Mayor Berry: DOJ looking into shootings, Anonymous threat ‘serious’

Updated: 03/27/2014 10:16 PM | Created: 03/27/2014 6:14 PM
By: Caleb James, KOB Eyewitness News 4

Albuquerque Mayor Richard Berry reacted Thursday to APD's recent deadly officer involved shootings and the serious cyber threat from international hacker group Anonymous.

KOB Eyewitness News 4 pressed the mayor for answers about how slowly information has been released to New Mexicans after the shootings of homeless camper James Boyd on March 16 and Alfred Redwine on Monday.

Berry has previously called APD's shooting of Boyd "horrific."

On Thursday he took a decidedly less candid approach.

"I stand behind those men and women," said Berry.

But he did not downplay the recent shootings.

"Those are tough things for all of us to watch," he said.

Lapel camera video from Monday's fatal shooting of Alfred Redwine is indeed difficult to watch.

APD said Redwine fired a gun before he was shot, but stopped short of showing that moment to New Mexicans.

"We were shown a photo of the gun, we were shown aftermath, we were not shown the actual incident," said KOB reporter Caleb James. "That's important for us to see, and for our viewers to see."

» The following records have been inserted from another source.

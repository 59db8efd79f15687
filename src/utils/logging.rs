//! Structured logging and secret-scrubbing utilities.
//!
//! This module configures the `tracing` ecosystem for the application,
//! supporting multiple output formats and providing helpers that keep
//! provider keys and bearer tokens out of logs and error payloads.
//!
//! Author: kelexine (<https://github.com/kelexine>)

use crate::config::LoggingConfig;
use crate::error::Result;
use tracing_subscriber::{layer::SubscriberExt, util::SubscriberInitExt, EnvFilter};

/// Initializes the global tracing subscriber for the application.
///
/// Supports three output formats:
/// - `json`: Structured JSON logs for production ingestion.
/// - `compact`: Single-line human-readable output.
/// - `pretty` (default): Multi-line, colorized output for development.
///
/// Logs are written to stderr so the stdio tool transport owns stdout.
/// `RUST_LOG` takes precedence over `LoggingConfig::level`.
pub fn init(config: &LoggingConfig) -> Result<()> {
    let env_filter = EnvFilter::try_from_default_env()
        .unwrap_or_else(|_| EnvFilter::new(&config.level));

    match config.format.as_str() {
        "json" => {
            tracing_subscriber::registry()
                .with(env_filter)
                .with(tracing_subscriber::fmt::layer().json().with_writer(std::io::stderr))
                .init();
        }
        "compact" => {
            tracing_subscriber::registry()
                .with(env_filter)
                .with(tracing_subscriber::fmt::layer().compact().with_writer(std::io::stderr))
                .init();
        }
        _ => {
            tracing_subscriber::registry()
                .with(env_filter)
                .with(tracing_subscriber::fmt::layer().pretty().with_writer(std::io::stderr))
                .init();
        }
    }

    Ok(())
}

/// Redacts provider keys and bearer tokens from a message.
///
/// Handles the `key=<value>` query parameter used by AMap and
/// `Bearer <token>` authorization values.
pub fn sanitize(input: &str) -> String {
    let result = redact_after(input, "key=", "[REDACTED_KEY]");
    redact_after(&result, "Bearer ", "[REDACTED_TOKEN]")
}

fn redact_after(input: &str, marker: &str, placeholder: &str) -> String {
    let mut result = String::with_capacity(input.len());
    let mut rest = input;

    while let Some(pos) = rest.find(marker) {
        let value_start = pos + marker.len();
        result.push_str(&rest[..value_start]);

        let tail = &rest[value_start..];
        let end = tail
            .find(|c: char| c.is_whitespace() || matches!(c, '&' | '"' | '\'' | ')'))
            .unwrap_or(tail.len());
        if end > 0 {
            result.push_str(placeholder);
        }
        rest = &tail[end..];
    }

    result.push_str(rest);
    result
}

/// First four characters of a secret followed by `...`.
pub fn mask_secret(secret: &str) -> String {
    let prefix: String = secret.chars().take(4).collect();
    format!("{}...", prefix)
}
// City-name translation through a chat-completion API
// Author: kelexine (https://github.com/kelexine)

mod client;

pub use client::CityTranslator;

use serde::{Deserialize, Serialize};

pub const CHAT_COMPLETIONS_PATH: &str = "/chat/completions";

pub const SYSTEM_PROMPT: &str = "You translate city names for a Chinese weather service. \
Translate the given city name into Simplified Chinese. \
Reply with only the translated city name, with no punctuation, explanation or extra text.";

/// AMap expects Chinese names or adcodes, so any Latin letter marks a name
/// that should go through the translator first.
pub fn needs_translation(city: &str) -> bool {
    city.chars().any(|c| c.is_ascii_alphabetic())
}

/// OpenAI-compatible chat-completion request body
#[derive(Debug, Serialize)]
pub struct ChatCompletionRequest<'a> {
    pub model: &'a str,
    pub messages: Vec<ChatMessage<'a>>,
    pub temperature: f32,
    pub max_tokens: u32,
    pub stream: bool,
}

#[derive(Debug, Serialize)]
pub struct ChatMessage<'a> {
    pub role: &'static str,
    pub content: &'a str,
}

#[derive(Debug, Deserialize)]
pub struct ChatCompletionResponse {
    #[serde(default)]
    pub choices: Vec<ChatChoice>,
}

#[derive(Debug, Deserialize)]
pub struct ChatChoice {
    pub message: ChatResponseMessage,
}

#[derive(Debug, Deserialize)]
pub struct ChatResponseMessage {
    #[serde(default)]
    pub content: Option<String>,
}

impl ChatCompletionResponse {
    /// Trimmed content of the first choice, if any.
    pub fn first_content(&self) -> Option<&str> {
        self.choices
            .first()
            .and_then(|c| c.message.content.as_deref())
            .map(str::trim)
            .filter(|s| !s.is_empty())
    }
}
// JSON-RPC 2.0 message types for the tool protocol
// Author: kelexine (https://github.com/kelexine)

use serde::{Deserialize, Deserializer, Serialize};
use serde_json::Value;

pub const JSONRPC_VERSION: &str = "2.0";

pub const PARSE_ERROR: i64 = -32700;
pub const INVALID_REQUEST: i64 = -32600;
pub const METHOD_NOT_FOUND: i64 = -32601;
pub const INVALID_PARAMS: i64 = -32602;

/// Inbound message. A missing `id` makes it a notification; an explicit
/// `"id": null` does not.
#[derive(Debug, Clone, Deserialize)]
pub struct JsonRpcRequest {
    pub jsonrpc: String,
    #[serde(default, deserialize_with = "present")]
    pub id: Option<Value>,
    pub method: String,
    #[serde(default)]
    pub params: Value,
}

impl JsonRpcRequest {
    pub fn is_notification(&self) -> bool {
        self.id.is_none()
    }
}

#[derive(Debug, Clone, Serialize, Deserialize)]
pub struct JsonRpcResponse {
    pub jsonrpc: String,
    pub id: Value,
    #[serde(skip_serializing_if = "Option::is_none")]
    pub result: Option<Value>,
    #[serde(skip_serializing_if = "Option::is_none")]
    pub error: Option<JsonRpcError>,
}

#[derive(Debug, Clone, Serialize, Deserialize)]
pub struct JsonRpcError {
    pub code: i64,
    pub message: String,
}

impl JsonRpcResponse {
    pub fn success(id: Value, result: Value) -> Self {
        Self {
            jsonrpc: JSONRPC_VERSION.to_string(),
            id,
            result: Some(result),
            error: None,
        }
    }

    pub fn failure(id: Value, code: i64, message: impl Into<String>) -> Self {
        Self {
            jsonrpc: JSONRPC_VERSION.to_string(),
            id,
            result: None,
            error: Some(JsonRpcError {
                code,
                message: message.into(),
            }),
        }
    }
}

// Only runs when the field exists, so `null` becomes `Some(Value::Null)`.
fn present<'de, D>(deserializer: D) -> Result<Option<Value>, D::Error>
where
    D: Deserializer<'de>,
{
    Value::deserialize(deserializer).map(Some)
}

/// `tools/call` parameters
#[derive(Debug, Clone, Deserialize)]
pub struct CallToolParams {
    pub name: String,
    #[serde(default)]
    pub arguments: Value,
}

Berry responded: "One of the things that we have to do also because we're on the national forefront for transparency with these lapel camera videos, we are always working with the department to develop additional protocol."

Berry said no uniform protocol to govern the release of lapel camera video contributes to its slow release after incidents like Monday's shooting.

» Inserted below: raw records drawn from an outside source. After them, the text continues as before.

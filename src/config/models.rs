//! Configuration data structures for the mapgate gateway.
//!
//! This module defines the schema for the application settings: the HTTP
//! server, the AMap provider, the optional city-name translator and logging.
//!
//! Author: kelexine (<https://github.com/kelexine>)

use serde::{Deserialize, Serialize};
use zeroize::{Zeroize, ZeroizeOnDrop};

/// The root configuration object for the application.
#[derive(Debug, Clone, Serialize, Deserialize, Default)]
pub struct AppConfig {
    /// HTTP server settings (host, port, CORS).
    #[serde(default)]
    pub server: ServerConfig,

    /// Upstream AMap REST API settings.
    #[serde(default)]
    pub amap: AmapConfig,

    /// Chat-completion endpoint used to translate city names.
    #[serde(default)]
    pub translate: TranslateConfig,

    /// Logging and observability settings.
    #[serde(default)]
    pub logging: LoggingConfig,
}

/// Settings for the built-in HTTP server.
#[derive(Debug, Clone, Serialize, Deserialize)]
pub struct ServerConfig {
    /// The IP address or hostname the server should bind to.
    /// Default: `0.0.0.0`
    #[serde(default = "default_host")]
    pub host: String,

    /// The port number the server should listen on.
    /// Default: `5000`
    #[serde(default = "default_port")]
    pub port: u16,

    /// Whether to answer browsers with permissive CORS headers.
    /// Default: `true`
    #[serde(default = "default_true")]
    pub enable_cors: bool,
}

/// Settings for the AMap geocoding and weather endpoints.
#[derive(Debug, Clone, Serialize, Deserialize)]
pub struct AmapConfig {
    /// Base URL of the AMap REST API (v3).
    #[serde(default = "default_amap_base_url")]
    pub api_base_url: String,

    /// Web service key. Usually supplied through `MAP_API_KEY`.
    #[serde(default, skip_serializing_if = "Option::is_none")]
    pub api_key: Option<String>,

    /// Request timeout in seconds.
    /// Default: `10`
    #[serde(default = "default_timeout")]
    pub timeout_seconds: u64,
}

/// Settings for the city-name translation pass.
#[derive(Debug, Clone, Serialize, Deserialize)]
pub struct TranslateConfig {
    /// Base URL of an OpenAI-compatible chat-completion API.
    #[serde(default = "default_translate_base_url")]
    pub api_base_url: String,

    /// Bearer token. Usually supplied through `LLM_API_KEY`.
    /// Translation is disabled when absent.
    #[serde(default, skip_serializing_if = "Option::is_none")]
    pub api_key: Option<String>,

    #[serde(default = "default_translate_model")]
    pub model: String,

    /// Request timeout in seconds.
    /// Default: `10`
    #[serde(default = "default_timeout")]
    pub timeout_seconds: u64,

    #[serde(default = "default_max_tokens")]
    pub max_tokens: u32,
}

/// Settings for application logging and output format.
#[derive(Debug, Clone, Serialize, Deserialize)]
pub struct LoggingConfig {
    /// Minimum log level (`trace`, `debug`, `info`, `warn`, `error`).
    /// Default: `info`
    #[serde(default = "default_log_level")]
    pub level: String,

    /// Output format for logs (`pretty`, `json`, `compact`).
    /// Default: `pretty`
    #[serde(default = "default_log_format")]
    pub format: String,
}

/// API keys resolved from configuration. Wiped from memory on drop.
#[derive(Clone, Zeroize, ZeroizeOnDrop)]
pub struct Credentials {
    pub map_api_key: String,
    pub translate_api_key: Option<String>,
}

impl std::fmt::Debug for Credentials {
    fn fmt(&self, f: &mut std::fmt::Formatter<'_>) -> std::fmt::Result {
        f.debug_struct("Credentials")
            .field("map_api_key", &crate::utils::logging::mask_secret(&self.map_api_key))
            .field(
                "translate_api_key",
                &self
                    .translate_api_key
                    .as_deref()
                    .map(crate::utils::logging::mask_secret),
            )
            .finish()
    }
}

impl Default for ServerConfig {
    fn default() -> Self {
        Self {
            host: default_host(),
            port: default_port(),
            enable_cors: true,
        }
    }
}

impl Default for AmapConfig {
    fn default() -> Self {
        Self {
            api_base_url: default_amap_base_url(),
            api_key: None,
            timeout_seconds: default_timeout(),
        }
    }
}

impl Default for TranslateConfig {
    fn default() -> Self {
        Self {
            api_base_url: default_translate_base_url(),
            api_key: None,
            model: default_translate_model(),
            timeout_seconds: default_timeout(),
            max_tokens: default_max_tokens(),
        }
    }
}

impl Default for LoggingConfig {
    fn default() -> Self {
        Self {
            level: default_log_level(),
            format: default_log_format(),
        }
    }
}

// Helper functions for serde defaults
fn default_host() -> String {
    "0.0.0.0".to_string()
}

fn default_port() -> u16 {
    5000
}

fn default_true() -> bool {
    true
}

fn default_amap_base_url() -> String {
    "https://restapi.amap.com/v3".to_string()
}

fn default_translate_base_url() -> String {
    "https://api.deepseek.com".to_string()
}

fn default_translate_model() -> String {
    "deepseek-chat".to_string()
}

fn default_timeout() -> u64 {
    10
}

fn default_max_tokens() -> u32 {
    32
}

fn default_log_level() -> String {
    "info".to_string()
}

fn default_log_format() -> String {
    "pretty".to_string()
}
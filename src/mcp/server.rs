// Tool protocol dispatcher
// Author: kelexine (https://github.com/kelexine)

use super::protocol::{
    CallToolParams, JsonRpcRequest, JsonRpcResponse, INVALID_PARAMS, INVALID_REQUEST,
    JSONRPC_VERSION, METHOD_NOT_FOUND, PARSE_ERROR,
};
use crate::error::{GatewayError, Result};
use crate::models::{require, ProviderResponse};
use crate::tools::{descriptors, Tools, GEOCODE_TOOL, GET_WEATHER_TOOL};
use serde_json::{json, Value};
use std::sync::Arc;
use tracing::{debug, info, warn};

pub const DEFAULT_PROTOCOL_VERSION: &str = "2024-11-05";
pub const SERVER_NAME: &str = "mapgate";

/// Answers tool-protocol messages by delegating to the shared [`Tools`].
#[derive(Clone)]
pub struct McpServer {
    tools: Arc<Tools>,
}

impl McpServer {
    pub fn new(tools: Arc<Tools>) -> Self {
        Self { tools }
    }

    /// Handle one raw JSON message. Returns `None` for notifications.
    pub async fn handle_message(&self, raw: &str) -> Option<JsonRpcResponse> {
        let value: Value = match serde_json::from_str(raw) {
            Ok(v) => v,
            Err(e) => {
                warn!("Unparsable tool protocol message: {}", e);
                return Some(JsonRpcResponse::failure(
                    Value::Null,
                    PARSE_ERROR,
                    format!("Parse error: {}", e),
                ));
            }
        };

        let id = value.get("id").cloned().unwrap_or(Value::Null);
        match serde_json::from_value::<JsonRpcRequest>(value) {
            Ok(request) => self.handle(request).await,
            Err(e) => Some(JsonRpcResponse::failure(
                id,
                INVALID_REQUEST,
                format!("Invalid request: {}", e),
            )),
        }
    }

    pub async fn handle(&self, request: JsonRpcRequest) -> Option<JsonRpcResponse> {
        crate::metrics::record_mcp_message(metric_label(&request.method));

        if request.jsonrpc != JSONRPC_VERSION {
            return request.id.map(|id| {
                JsonRpcResponse::failure(id, INVALID_REQUEST, "jsonrpc must be \"2.0\"")
            });
        }

        if request.is_notification() {
            debug!("Received notification: {}", request.method);
            return None;
        }

        let id = request.id.clone().unwrap_or(Value::Null);
        let result = match request.method.as_str() {
            "initialize" => Ok(initialize_result(&request.params)),
            "ping" => Ok(json!({})),
            "tools/list" => Ok(json!({ "tools": descriptors() })),
            "tools/call" => self.call_tool(request.params).await,
            other => {
                return Some(JsonRpcResponse::failure(
                    id,
                    METHOD_NOT_FOUND,
                    format!("Method not found: {}", other),
                ))
            }
        };

        Some(match result {
            Ok(value) => JsonRpcResponse::success(id, value),
            Err(e) => JsonRpcResponse::failure(id, INVALID_PARAMS, e.to_string()),
        })
    }

    async fn call_tool(&self, params: Value) -> Result<Value> {
        let params: CallToolParams = serde_json::from_value(params)
            .map_err(|e| GatewayError::Validation(format!("Invalid tools/call params: {}", e)))?;

        info!("Tool call: {} {}", params.name, params.arguments);

        let output = match params.name.as_str() {
            GEOCODE_TOOL => {
                let address = require(string_arg(&params.arguments, "address"), "Address")?;
                let city = string_arg(&params.arguments, "city");
                self.tools.geocode(address, city).await
            }
            GET_WEATHER_TOOL => {
                let city = require(string_arg(&params.arguments, "city"), "City")?;
                self.tools.get_weather(city).await
            }
            other => {
                return Err(GatewayError::Validation(format!("Unknown tool: {}", other)));
            }
        };

        Ok(tool_result(output))
    }
}

fn string_arg<'a>(arguments: &'a Value, name: &str) -> &'a str {
    arguments.get(name).and_then(Value::as_str).unwrap_or("")
}

/// Wrap the provider payload as both text and structured content.
fn tool_result(output: ProviderResponse) -> Value {
    json!({
        "content": [{
            "type": "text",
            "text": output.to_string(),
        }],
        "structuredContent": output,
        "isError": false,
    })
}

fn initialize_result(params: &Value) -> Value {
    let protocol_version = params
        .get("protocolVersion")
        .and_then(Value::as_str)
        .unwrap_or(DEFAULT_PROTOCOL_VERSION);

    json!({
        "protocolVersion": protocol_version,
        "capabilities": {
            "tools": { "listChanged": false }
        },
        "serverInfo": {
            "name": SERVER_NAME,
            "version": env!("CARGO_PKG_VERSION"),
        }
    })
}

/// Keep metric label cardinality bounded regardless of client input.
fn metric_label(method: &str) -> &'static str {
    match method {
        "initialize" => "initialize",
        "ping" => "ping",
        "tools/list" => "tools/list",
        "tools/call" => "tools/call",
        m if m.starts_with("notifications/") => "notification",
        _ => "other",
    }
}

#[cfg(test)]
mod tests {
    use super::*;

    #[test]
    fn test_initialize_echoes_client_version() {
        let result = initialize_result(&json!({"protocolVersion": "2025-03-26"}));
        assert_eq!(result["protocolVersion"], "2025-03-26");
        assert_eq!(result["serverInfo"]["name"], SERVER_NAME);
    }

    #[test]
    fn test_initialize_defaults_version() {
        let result = initialize_result(&Value::Null);
        assert_eq!(result["protocolVersion"], DEFAULT_PROTOCOL_VERSION);
        assert_eq!(result["capabilities"]["tools"]["listChanged"], false);
    }

    #[test]
    fn test_tool_result_carries_text_and_structure() {
        let result = tool_result(json!({"status": "1", "info": "OK"}));
        assert_eq!(result["structuredContent"]["status"], "1");
        let text = result["content"][0]["text"].as_str().unwrap();
        let reparsed: Value = serde_json::from_str(text).unwrap();
        assert_eq!(reparsed["info"], "OK");
    }

    #[test]
    fn test_metric_label_is_bounded() {
        assert_eq!(metric_label("tools/call"), "tools/call");
        assert_eq!(metric_label("notifications/initialized"), "notification");
        assert_eq!(metric_label("random/junk"), "other");
    }
}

Footage of the March 16th shooting of James Boyd in the Albuquerque foothills was also slow to be released, and has made worldwide rounds.

"On the foothills incident we personally went and I directed my staff to talk to the department of justice about that case," said Berry.

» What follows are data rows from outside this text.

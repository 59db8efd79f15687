// CLI module for mapgate
// Author: kelexine (https://github.com/kelexine)

use clap::Parser;
use std::path::PathBuf;

/// mapgate - AMap geocoding and weather over HTTP and MCP
#[derive(Parser, Debug)]
#[command(name = "mapgate", version, about, long_about = None)]
pub struct Args {
    /// Config file (default: ~/.mapgate/config.toml, optional)
    #[arg(long, env = "MAPGATE_CONFIG")]
    pub config: Option<PathBuf>,

    /// `.env` file with MAP_API_KEY / LLM_API_KEY
    #[arg(long, default_value = ".env")]
    pub env_file: PathBuf,

    /// Serve the tool protocol on stdin/stdout instead of HTTP
    #[arg(long)]
    pub stdio: bool,

    /// Override server.host
    #[arg(long)]
    pub host: Option<String>,

    /// Override server.port
    #[arg(long)]
    pub port: Option<u16>,
}
// mapgate - AMap geocoding and weather over HTTP and MCP
// Author: kelexine (https://github.com/kelexine)

pub mod amap;
pub mod cli;
pub mod config;
pub mod error;
pub mod mcp;
pub mod metrics;
pub mod models;
pub mod server;
pub mod tools;
pub mod translate;
pub mod utils;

It's the March 16th shooting gathering unwanted attention from hacking group Anonymous.

The group threatened to attack APD's website this Sunday, and their video battle-cry has more than 20,000 views online.

"It's a serious threat," said Berry.

Serious enough Berry said it may be impossible to defend against.

"I've been told as a mayor that there's certain things you just can't stop," said Berry. "We're bracing for that."

Berry said the discussion about protecting against that attack is on going, and so is the department's discussion about new protocol for the release of lapel video.